結果這十分鐘兩人光樂了,閔姜西沒叫秦嘉定起牀,他也沒睡着覺。

    等他起來的時候,閔姜西問了個很嚴肅的問題:“以後再遇到這種神仙打架的事情,誰聽誰的?”

    秦嘉定頂着雞窩頭回道:“當然聽我的了。”

    “爲什麼?”

    “我生日比你大一天,我是大王,你是小王。”

    閔姜西笑到笑不動,笑肌扯起一半,“我大你一輪十二年!你怎麼不算年頭呢?”

    秦嘉定道:“誰讓你先問我了,我先過的生日,就是我說了算。”

    他蠻不講理,下牀往洗手間方向走,閔姜西在後面幫他整理被子,出聲道:“你跟榮同學怎麼突然跑去我公司續課了,還嫌課不夠多,想上到地老天荒?”

    秦嘉定頭也不回的說:“生日禮物。”

    閔姜西脣角勾起,“我不過陽曆生日,過幾天才是正日子,你是不是還要送一份?”

    秦嘉定道:“人果然年紀越大臉皮越厚。”

    哐噹一聲,他關上洗手間房門。

    十分鐘後,秦嘉定洗漱得當,閔姜西給他帶了早餐,兩人坐在桌前,一個喫飯一個檢查作業,期間閔姜西說:“你們兩個夠意思我知道,以後真的不要再花錢了,而且這種事是大人該做的,你們兩個小的跑過去,我同事肯定以爲我私下快給你們忽悠瘸了。“

    秦嘉定面不改色的說:“我二叔同意。”

    閔姜西翻頁的手指微微停頓,隨後道:“等你長大掙錢了再說,你現在是慷他人之慨。”
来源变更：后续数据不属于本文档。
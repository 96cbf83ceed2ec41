//! Retry policy and per-request retry counters.

use std::collections::HashMap;
use std::sync::{Mutex, PoisonError};
use std::time::Duration;

use fittrack_core::HttpMethod;

/// Exponential backoff: attempt `n` (0-indexed) waits `base_delay * 2^n`.
#[derive(Debug, Clone, Copy, PartialEq, Eq)]
pub struct RetryPolicy {
    pub max_retries: u32,
    pub base_delay: Duration,
}

impl Default for RetryPolicy {
    fn default() -> Self {
        Self {
            max_retries: 3,
            base_delay: Duration::from_secs(1),
        }
    }
}

impl RetryPolicy {
    pub fn delay_for(&self, attempt: u32) -> Duration {
        self.base_delay
            .saturating_mul(2u32.saturating_pow(attempt))
    }

    /// Every wait a fully failing request goes through, in order.
    pub fn schedule(&self) -> Vec<Duration> {
        (0..self.max_retries).map(|n| self.delay_for(n)).collect()
    }
}

/// Counter key: one per `{method, endpoint}`.
#[derive(Debug, Clone, PartialEq, Eq, Hash)]
pub struct RetryKey {
    method: HttpMethod,
    endpoint: String,
}

impl RetryKey {
    pub fn new(method: HttpMethod, endpoint: &str) -> Self {
        Self {
            method,
            endpoint: endpoint.to_string(),
        }
    }
}

impl core::fmt::Display for RetryKey {
    fn fmt(&self, f: &mut core::fmt::Formatter<'_>) -> core::fmt::Result {
        write!(f, "{}:{}", self.method, self.endpoint)
    }
}

/// Attempt counters shared by every in-flight request.
///
/// Concurrent calls with the same key share one counter, so one call's
/// success resets retries another call has accumulated.
#[derive(Debug, Default)]
pub struct RetryCounters {
    counts: Mutex<HashMap<RetryKey, u32>>,
}

impl RetryCounters {
    pub fn get(&self, key: &RetryKey) -> u32 {
        self.lock().get(key).copied().unwrap_or(0)
    }

    /// Increment and return the previous value.
    pub fn increment(&self, key: &RetryKey) -> u32 {
        let mut counts = self.lock();
        let slot = counts.entry(key.clone()).or_insert(0);
        let previous = *slot;
        *slot += 1;
        previous
    }

    pub fn reset(&self, key: &RetryKey) {
        self.lock().remove(key);
    }

    fn lock(&self) -> std::sync::MutexGuard<'_, HashMap<RetryKey, u32>> {
        self.counts.lock().unwrap_or_else(PoisonError::into_inner)
    }
}
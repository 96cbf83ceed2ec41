//! Offline queue entry model (native host only).

use chrono::{DateTime, Utc};
use serde::{Deserialize, Serialize};

use crate::id::QueueEntryId;
use crate::model::{HttpMethod, RequestOptions};

/// Symbolic name of a deferred write.
#[derive(Debug, Copy, Clone, PartialEq, Eq, Hash, Serialize, Deserialize)]
#[serde(rename_all = "camelCase")]
pub enum OfflineAction {
    SaveWorkout,
    SaveUserSettings,
    /// Anything else. Queued, but not replayed.
    Generic,
}

impl OfflineAction {
    /// Derive the action from the request that failed.
    ///
    /// Query strings are ignored. Settings may live at `/settings` or
    /// `/user/settings`; both map to `saveUserSettings`.
    pub fn for_request(endpoint: &str, method: HttpMethod) -> Self {
        let path = endpoint.split(['?', '#']).next().unwrap_or(endpoint);
        let path = path.trim_end_matches('/');
        match method {
            HttpMethod::Post if path == "/workouts" => OfflineAction::SaveWorkout,
            HttpMethod::Put if path.ends_with("/settings") => OfflineAction::SaveUserSettings,
            _ => OfflineAction::Generic,
        }
    }

    pub fn as_str(&self) -> &'static str {
        match self {
            OfflineAction::SaveWorkout => "saveWorkout",
            OfflineAction::SaveUserSettings => "saveUserSettings",
            OfflineAction::Generic => "generic",
        }
    }
}

impl core::fmt::Display for OfflineAction {
    fn fmt(&self, f: &mut core::fmt::Formatter<'_>) -> core::fmt::Result {
        f.write_str(self.as_str())
    }
}

/// The original call captured for replay.
#[derive(Debug, Clone, PartialEq, Serialize, Deserialize)]
pub struct OfflineActionData {
    pub endpoint: String,
    pub options: RequestOptions,
}

/// A write deferred while the native host was offline.
#[derive(Debug, Clone, PartialEq, Serialize, Deserialize)]
pub struct OfflineQueueEntry {
    pub id: QueueEntryId,
    pub action: OfflineAction,
    pub data: OfflineActionData,
    pub timestamp: DateTime<Utc>,
}

impl OfflineQueueEntry {
    pub fn new(action: OfflineAction, data: OfflineActionData) -> Self {
        Self {
            id: QueueEntryId::new(action),
            action,
            data,
            timestamp: Utc::now(),
        }
    }
}
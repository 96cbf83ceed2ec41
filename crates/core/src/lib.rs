//! `fittrack-core`: shared building blocks for the fittrack client.
//!
//! This crate contains **pure** types (no I/O): platform detection, the client
//! error taxonomy, wire payloads and the offline queue entry model.

pub mod error;
pub mod id;
pub mod model;
pub mod offline;
pub mod platform;

pub use error::{ClientError, ClientResult, TransportKind};
pub use id::QueueEntryId;
pub use model::{
    AuthResponse, Exercise, HttpMethod, MacroEntry, RegisterRequest, RequestOptions, User,
    UserSettings, Workout,
};
pub use offline::{OfflineAction, OfflineActionData, OfflineQueueEntry};
pub use platform::Platform;
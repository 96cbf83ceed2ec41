//! `fittrack-client`
//!
//! **Responsibility:** the client's data-access core.
//!
//! This crate provides:
//! - Base-URL resolution and liveness probing ([`connection`])
//! - The request dispatcher: bearer auth, retry with backoff, cached
//!   fallback reads, offline queuing on the native host ([`dispatcher`])
//! - Typed endpoint methods ([`api`])
//! - Replay of queued writes when connectivity returns ([`sync`])
//!
//! All state lives in an explicitly constructed [`ClientContext`]; build one
//! per process through [`FitTrackClient`].

pub mod api;
pub mod client;
pub mod config;
pub mod connection;
pub mod connectivity;
pub mod context;
pub mod dispatcher;
pub mod retry;
pub mod sync;

pub use api::FitnessApi;
pub use client::FitTrackClient;
pub use config::{ClientConfig, Environment};
pub use connection::{ConnectionResolver, resolve_base_url};
pub use connectivity::{ConnectivityHandle, ConnectivityState};
pub use context::ClientContext;
pub use dispatcher::Dispatcher;
pub use retry::RetryPolicy;
pub use sync::{SyncManager, SyncReport};
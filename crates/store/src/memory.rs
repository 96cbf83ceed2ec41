//! In-memory store used on the native host.
//!
//! Nothing here survives a process restart. The offline queue lives in the
//! same map, serialized under [`keys::OFFLINE_QUEUE`], and is rewritten on every
//! mutation so the map is always the single source of truth.

use std::collections::BTreeMap;
use std::sync::Arc;

use async_trait::async_trait;
use fittrack_core::{OfflineAction, OfflineActionData, OfflineQueueEntry};
use tokio::sync::Mutex;

use crate::error::StoreResult;
use crate::keys;
use crate::store::{KeyValueStore, OfflineQueue};

/// In-memory key-value store with an offline queue.
///
/// Cheap to clone; clones share the same map.
#[derive(Debug, Clone, Default)]
pub struct MemoryStore {
    entries: Arc<Mutex<BTreeMap<String, String>>>,
}

impl MemoryStore {
    pub fn new() -> Self {
        Self::default()
    }

    /// Seed the store, e.g. with state handed over by the host.
    pub fn with_entries<I, K, V>(entries: I) -> Self
    where
        I: IntoIterator<Item = (K, V)>,
        K: Into<String>,
        V: Into<String>,
    {
        let map = entries
            .into_iter()
            .map(|(k, v)| (k.into(), v.into()))
            .collect();
        Self {
            entries: Arc::new(Mutex::new(map)),
        }
    }
}

/// Decode the persisted queue. Malformed content is discarded.
fn load_queue(map: &BTreeMap<String, String>) -> Vec<OfflineQueueEntry> {
    let Some(raw) = map.get(keys::OFFLINE_QUEUE) else {
        return Vec::new();
    };

    match serde_json::from_str(raw) {
        Ok(queue) => queue,
        Err(err) => {
            tracing::warn!("discarding unreadable offline queue: {err}");
            Vec::new()
        }
    }
}

fn save_queue(map: &mut BTreeMap<String, String>, queue: &[OfflineQueueEntry]) -> StoreResult<()> {
    let raw = serde_json::to_string(queue)?;
    map.insert(keys::OFFLINE_QUEUE.to_string(), raw);
    Ok(())
}

#[async_trait]
impl KeyValueStore for MemoryStore {
    async fn get(&self, key: &str) -> StoreResult<Option<String>> {
        Ok(self.entries.lock().await.get(key).cloned())
    }

    async fn set(&self, key: &str, value: &str) -> StoreResult<()> {
        self.entries
            .lock()
            .await
            .insert(key.to_string(), value.to_string());
        Ok(())
    }

    async fn remove(&self, key: &str) -> StoreResult<()> {
        self.entries.lock().await.remove(key);
        Ok(())
    }

    async fn list_keys(&self) -> StoreResult<Vec<String>> {
        Ok(self.entries.lock().await.keys().cloned().collect())
    }

    async fn clear(&self) -> StoreResult<()> {
        self.entries.lock().await.clear();
        Ok(())
    }
}

#[async_trait]
impl OfflineQueue for MemoryStore {
    async fn enqueue_offline_action(
        &self,
        action: OfflineAction,
        data: OfflineActionData,
    ) -> StoreResult<OfflineQueueEntry> {
        let mut map = self.entries.lock().await;
        let mut queue = load_queue(&map);

        let entry = OfflineQueueEntry::new(action, data);
        queue.push(entry.clone());
        save_queue(&mut map, &queue)?;

        tracing::info!(
            id = %entry.id,
            action = %entry.action,
            endpoint = %entry.data.endpoint,
            queued = queue.len(),
            "queued offline action"
        );
        Ok(entry)
    }

    async fn offline_queue(&self) -> StoreResult<Vec<OfflineQueueEntry>> {
        Ok(load_queue(&*self.entries.lock().await))
    }

    async fn drain_offline_queue(&self) -> StoreResult<Vec<OfflineQueueEntry>> {
        let mut map = self.entries.lock().await;
        let queue = load_queue(&map);
        save_queue(&mut map, &[])?;
        Ok(queue)
    }

    async fn clear_offline_queue(&self) -> StoreResult<()> {
        let mut map = self.entries.lock().await;
        save_queue(&mut map, &[])
    }
}

#[cfg(test)]
mod tests {
    use super::*;
    use fittrack_core::RequestOptions;
    use serde_json::json;

    fn workout_data(name: &str) -> OfflineActionData {
        OfflineActionData {
            endpoint: "/workouts".into(),
            options: RequestOptions::post(json!({ "name": name })),
        }
    }

    #[tokio::test]
    async fn basic_key_value_operations() {
        let store = MemoryStore::new();
        assert_eq!(store.get("a").await.unwrap(), None);

        store.set("b", "2").await.unwrap();
        store.set("a", "1").await.unwrap();
        assert_eq!(store.get("a").await.unwrap().as_deref(), Some("1"));
        assert_eq!(store.list_keys().await.unwrap(), vec!["a", "b"]);

        store.remove("a").await.unwrap();
        store.remove("missing").await.unwrap();
        assert_eq!(store.list_keys().await.unwrap(), vec!["b"]);

        store.clear().await.unwrap();
        assert!(store.list_keys().await.unwrap().is_empty());
    }

    #[tokio::test]
    async fn clones_share_state() {
        let store = MemoryStore::new();
        let other = store.clone();
        store.set("k", "v").await.unwrap();
        assert_eq!(other.get("k").await.unwrap().as_deref(), Some("v"));
    }

    #[tokio::test]
    async fn enqueue_persists_whole_queue_in_order() {
        let store = MemoryStore::new();
        store
            .enqueue_offline_action(OfflineAction::SaveWorkout, workout_data("first"))
            .await
            .unwrap();
        store
            .enqueue_offline_action(OfflineAction::SaveWorkout, workout_data("second"))
            .await
            .unwrap();

        let raw = store.get(keys::OFFLINE_QUEUE).await.unwrap().unwrap();
        let persisted: Vec<OfflineQueueEntry> = serde_json::from_str(&raw).unwrap();
        assert_eq!(persisted.len(), 2);
        assert_eq!(persisted[0].data.options.body, Some(json!({"name": "first"})));
        assert_eq!(persisted[1].data.options.body, Some(json!({"name": "second"})));
        assert_eq!(store.offline_queue().await.unwrap(), persisted);
    }

    #[tokio::test]
    async fn drain_takes_everything() {
        let store = MemoryStore::new();
        store
            .enqueue_offline_action(OfflineAction::Generic, workout_data("x"))
            .await
            .unwrap();

        let drained = store.drain_offline_queue().await.unwrap();
        assert_eq!(drained.len(), 1);
        assert!(store.offline_queue().await.unwrap().is_empty());
        assert!(store.drain_offline_queue().await.unwrap().is_empty());
    }

    #[tokio::test]
    async fn unreadable_queue_is_treated_as_empty() {
        let store = MemoryStore::with_entries([(keys::OFFLINE_QUEUE, "{not json")]);
        assert!(store.offline_queue().await.unwrap().is_empty());

        store
            .enqueue_offline_action(OfflineAction::SaveWorkout, workout_data("after"))
            .await
            .unwrap();
        let queue = store.offline_queue().await.unwrap();
        assert_eq!(queue.len(), 1);
        assert_eq!(queue[0].action, OfflineAction::SaveWorkout);
    }

    #[tokio::test]
    async fn clear_offline_queue_keeps_other_keys() {
        let store = MemoryStore::with_entries([(keys::AUTH_TOKEN, "t")]);
        store
            .enqueue_offline_action(OfflineAction::Generic, workout_data("x"))
            .await
            .unwrap();
        store.clear_offline_queue().await.unwrap();

        assert!(store.offline_queue().await.unwrap().is_empty());
        assert_eq!(store.get(keys::AUTH_TOKEN).await.unwrap().as_deref(), Some("t"));
    }
}
#![allow(dead_code)]

use std::collections::HashMap;
use std::sync::{Arc, Mutex};
use std::time::Duration;

use axum::extract::{Path, Query, State};
use axum::http::{HeaderMap, StatusCode};
use axum::response::{IntoResponse, Response};
use axum::routing::{delete, get, post};
use axum::{Json, Router};
use fittrack_client::{ClientConfig, FitTrackClient, RetryPolicy};
use fittrack_core::Platform;
use fittrack_store::{MemoryStore, OfflineQueue};
use serde_json::{Value, json};

pub const TOKEN: &str = "token-123";

/// Recorded requests and canned data of the mock backend.
#[derive(Default)]
pub struct MockState {
    hits: Mutex<HashMap<String, usize>>,
    auth_headers: Mutex<Vec<Option<String>>>,
    workouts: Mutex<Vec<Value>>,
    settings: Mutex<Value>,
}

impl MockState {
    fn hit(&self, route: &str) -> usize {
        let mut hits = self.hits.lock().unwrap();
        let count = hits.entry(route.to_string()).or_insert(0);
        *count += 1;
        *count
    }

    fn authorized(&self, headers: &HeaderMap) -> bool {
        let auth = headers
            .get("authorization")
            .and_then(|v| v.to_str().ok())
            .map(str::to_string);
        let ok = auth.as_deref() == Some(&format!("Bearer {TOKEN}"));
        self.auth_headers.lock().unwrap().push(auth);
        ok
    }
}

pub struct MockBackend {
    pub base_url: String,
    pub state: Arc<MockState>,
    handle: tokio::task::JoinHandle<()>,
}

impl MockBackend {
    pub async fn spawn() -> Self {
        let state = Arc::new(MockState::default());
        let app = Router::new()
            .route("/api/health", get(health))
            .route("/api/auth/login", post(login))
            .route("/api/auth/register", post(register))
            .route("/api/workouts", get(list_workouts).post(save_workout))
            .route("/api/workouts/:id", delete(delete_workout).get(get_workout))
            .route("/api/user/settings", get(get_settings).put(put_settings))
            .route("/api/macros", get(list_macros).post(log_macro))
            .route("/api/flaky", get(flaky))
            .route("/api/recovering", get(recovering))
            .route("/api/broken", get(broken))
            .route("/api/empty", get(empty))
            .with_state(state.clone());

        let listener = tokio::net::TcpListener::bind("127.0.0.1:0")
            .await
            .expect("failed to bind ephemeral port");
        let addr = listener.local_addr().unwrap();
        let handle = tokio::spawn(async move {
            axum::serve(listener, app).await.unwrap();
        });

        Self {
            base_url: format!("http://{addr}/api"),
            state,
            handle,
        }
    }

    pub fn hits(&self, route: &str) -> usize {
        self.state.hits.lock().unwrap().get(route).copied().unwrap_or(0)
    }

    pub fn auth_headers(&self) -> Vec<Option<String>> {
        self.state.auth_headers.lock().unwrap().clone()
    }

    pub fn saved_workouts(&self) -> Vec<Value> {
        self.state.workouts.lock().unwrap().clone()
    }

    pub fn seed_workouts(&self, workouts: Vec<Value>) {
        *self.state.workouts.lock().unwrap() = workouts;
    }
}

impl Drop for MockBackend {
    fn drop(&mut self) {
        self.handle.abort();
    }
}

async fn health(State(state): State<Arc<MockState>>) -> Response {
    state.hit("health");
    Json(json!({"status": "ok"})).into_response()
}

async fn login(State(state): State<Arc<MockState>>, Json(body): Json<Value>) -> Response {
    state.hit("login");
    if body["password"] == "secret" {
        Json(json!({
            "token": TOKEN,
            "user": {"id": "u1", "email": body["email"], "name": "Ada"}
        }))
        .into_response()
    } else {
        (StatusCode::UNAUTHORIZED, "invalid credentials").into_response()
    }
}

async fn register(State(state): State<Arc<MockState>>, Json(body): Json<Value>) -> Response {
    state.hit("register");
    Json(json!({
        "token": TOKEN,
        "user": {"id": "u2", "email": body["email"], "name": body["name"]}
    }))
    .into_response()
}

async fn list_workouts(State(state): State<Arc<MockState>>, headers: HeaderMap) -> Response {
    state.hit("list_workouts");
    if !state.authorized(&headers) {
        return (StatusCode::UNAUTHORIZED, "missing or invalid token").into_response();
    }
    Json(Value::Array(state.workouts.lock().unwrap().clone())).into_response()
}

async fn save_workout(
    State(state): State<Arc<MockState>>,
    headers: HeaderMap,
    Json(mut body): Json<Value>,
) -> Response {
    state.hit("save_workout");
    state.authorized(&headers);
    if body["name"] == "poison" {
        return (StatusCode::UNPROCESSABLE_ENTITY, "cannot save workout").into_response();
    }
    let mut workouts = state.workouts.lock().unwrap();
    if body.get("id").is_none() {
        body["id"] = json!(format!("w{}", workouts.len() + 1));
    }
    workouts.push(body.clone());
    Json(body).into_response()
}

async fn get_workout(State(state): State<Arc<MockState>>, Path(id): Path<String>) -> Response {
    state.hit("get_workout");
    let workouts = state.workouts.lock().unwrap();
    match workouts.iter().find(|w| w["id"] == id.as_str()) {
        Some(w) => Json(w.clone()).into_response(),
        None => (StatusCode::NOT_FOUND, format!("no workout {id}")).into_response(),
    }
}

async fn delete_workout(State(state): State<Arc<MockState>>, Path(id): Path<String>) -> Response {
    state.hit("delete_workout");
    state.workouts.lock().unwrap().retain(|w| w["id"] != id.as_str());
    StatusCode::NO_CONTENT.into_response()
}

async fn get_settings(State(state): State<Arc<MockState>>) -> Response {
    state.hit("get_settings");
    let settings = state.settings.lock().unwrap().clone();
    if settings.is_null() {
        Json(json!({})).into_response()
    } else {
        Json(settings).into_response()
    }
}

async fn put_settings(State(state): State<Arc<MockState>>, Json(body): Json<Value>) -> Response {
    state.hit("put_settings");
    *state.settings.lock().unwrap() = body.clone();
    Json(body).into_response()
}

async fn list_macros(
    State(state): State<Arc<MockState>>,
    Query(query): Query<HashMap<String, String>>,
) -> Response {
    state.hit("list_macros");
    let date = query.get("date").cloned().unwrap_or_default();
    Json(json!([{
        "id": "m1",
        "date": date,
        "meal": "breakfast",
        "calories": 450,
        "proteinG": 30.0,
        "carbsG": 50.0,
        "fatG": 12.0
    }]))
    .into_response()
}

async fn log_macro(State(state): State<Arc<MockState>>, Json(mut body): Json<Value>) -> Response {
    state.hit("log_macro");
    body["id"] = json!("m2");
    Json(body).into_response()
}

/// Always fails like a gateway that timed out upstream.
async fn flaky(State(state): State<Arc<MockState>>) -> Response {
    state.hit("flaky");
    (StatusCode::SERVICE_UNAVAILABLE, "upstream timeout").into_response()
}

/// Fails twice, then succeeds.
async fn recovering(State(state): State<Arc<MockState>>) -> Response {
    if state.hit("recovering") <= 2 {
        (StatusCode::GATEWAY_TIMEOUT, "gateway timeout").into_response()
    } else {
        Json(json!({"recovered": true})).into_response()
    }
}

async fn broken(State(state): State<Arc<MockState>>) -> Response {
    state.hit("broken");
    (StatusCode::INTERNAL_SERVER_ERROR, "database exploded").into_response()
}

async fn empty(State(state): State<Arc<MockState>>) -> Response {
    state.hit("empty");
    StatusCode::NO_CONTENT.into_response()
}

/// A base URL nothing listens on: connections are refused.
pub async fn dead_base_url() -> String {
    let listener = tokio::net::TcpListener::bind("127.0.0.1:0")
        .await
        .expect("failed to bind ephemeral port");
    let addr = listener.local_addr().unwrap();
    drop(listener);
    format!("http://{addr}/api")
}

pub fn test_config(base_url: &str, platform: Platform) -> ClientConfig {
    ClientConfig {
        platform,
        base_url: Some(base_url.to_string()),
        fallback_urls: Vec::new(),
        probe_timeout: Duration::from_millis(500),
        retry: RetryPolicy {
            max_retries: 3,
            base_delay: Duration::from_millis(1),
        },
        ..ClientConfig::default()
    }
}

/// Native client over an in-memory store that doubles as the offline queue.
pub fn native_client(base_url: &str) -> (FitTrackClient, MemoryStore) {
    native_client_with(test_config(base_url, Platform::Native))
}

pub fn native_client_with(config: ClientConfig) -> (FitTrackClient, MemoryStore) {
    let store = MemoryStore::new();
    let queue: Arc<dyn OfflineQueue> = Arc::new(store.clone());
    let client = FitTrackClient::with_store(config, Arc::new(store.clone()), Some(queue));
    (client, store)
}

/// Web-profile client: no offline queue.
pub fn web_client(base_url: &str) -> (FitTrackClient, MemoryStore) {
    let store = MemoryStore::new();
    let client = FitTrackClient::with_store(
        test_config(base_url, Platform::Web),
        Arc::new(store.clone()),
        None,
    );
    (client, store)
}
    秦嘉定瞥了一眼,“等我長大掙錢了,我還用僱家教輔導功課嗎?”

    閔姜西淡定的回視,“你不需要,你家孩子總需要的。”

    秦嘉定說:“等到我孩子都能補課,你多大年紀了,還不準備退休?”

    “活到老教到老,勢要在教育行業發光發熱,點燃自己照亮別人,奉獻自己的全部力量。”

    秦嘉定白眼,“你跟我說這些沒用,我不會給你漲薪水。”

    閔姜西說:“請你匿名發給我領導,我能不能升職加薪就指望這段了。”

    秦嘉定說:“我可以實名發給我二叔,他會給你漲薪水。”

    閔姜西側頭看過去,一本正經的說:“秦同學,我有必要提醒你,我不是個愛錢如命的人。”

    “是嗎?”

    “是吧。”

    有些話別說的太早,也禁不起推敲,閔姜西沒說兩句就想笑,秦嘉定明着沒有好臉,背地裏心情也是很好的。看閔姜西這樣,應該是沒受他二叔的影響。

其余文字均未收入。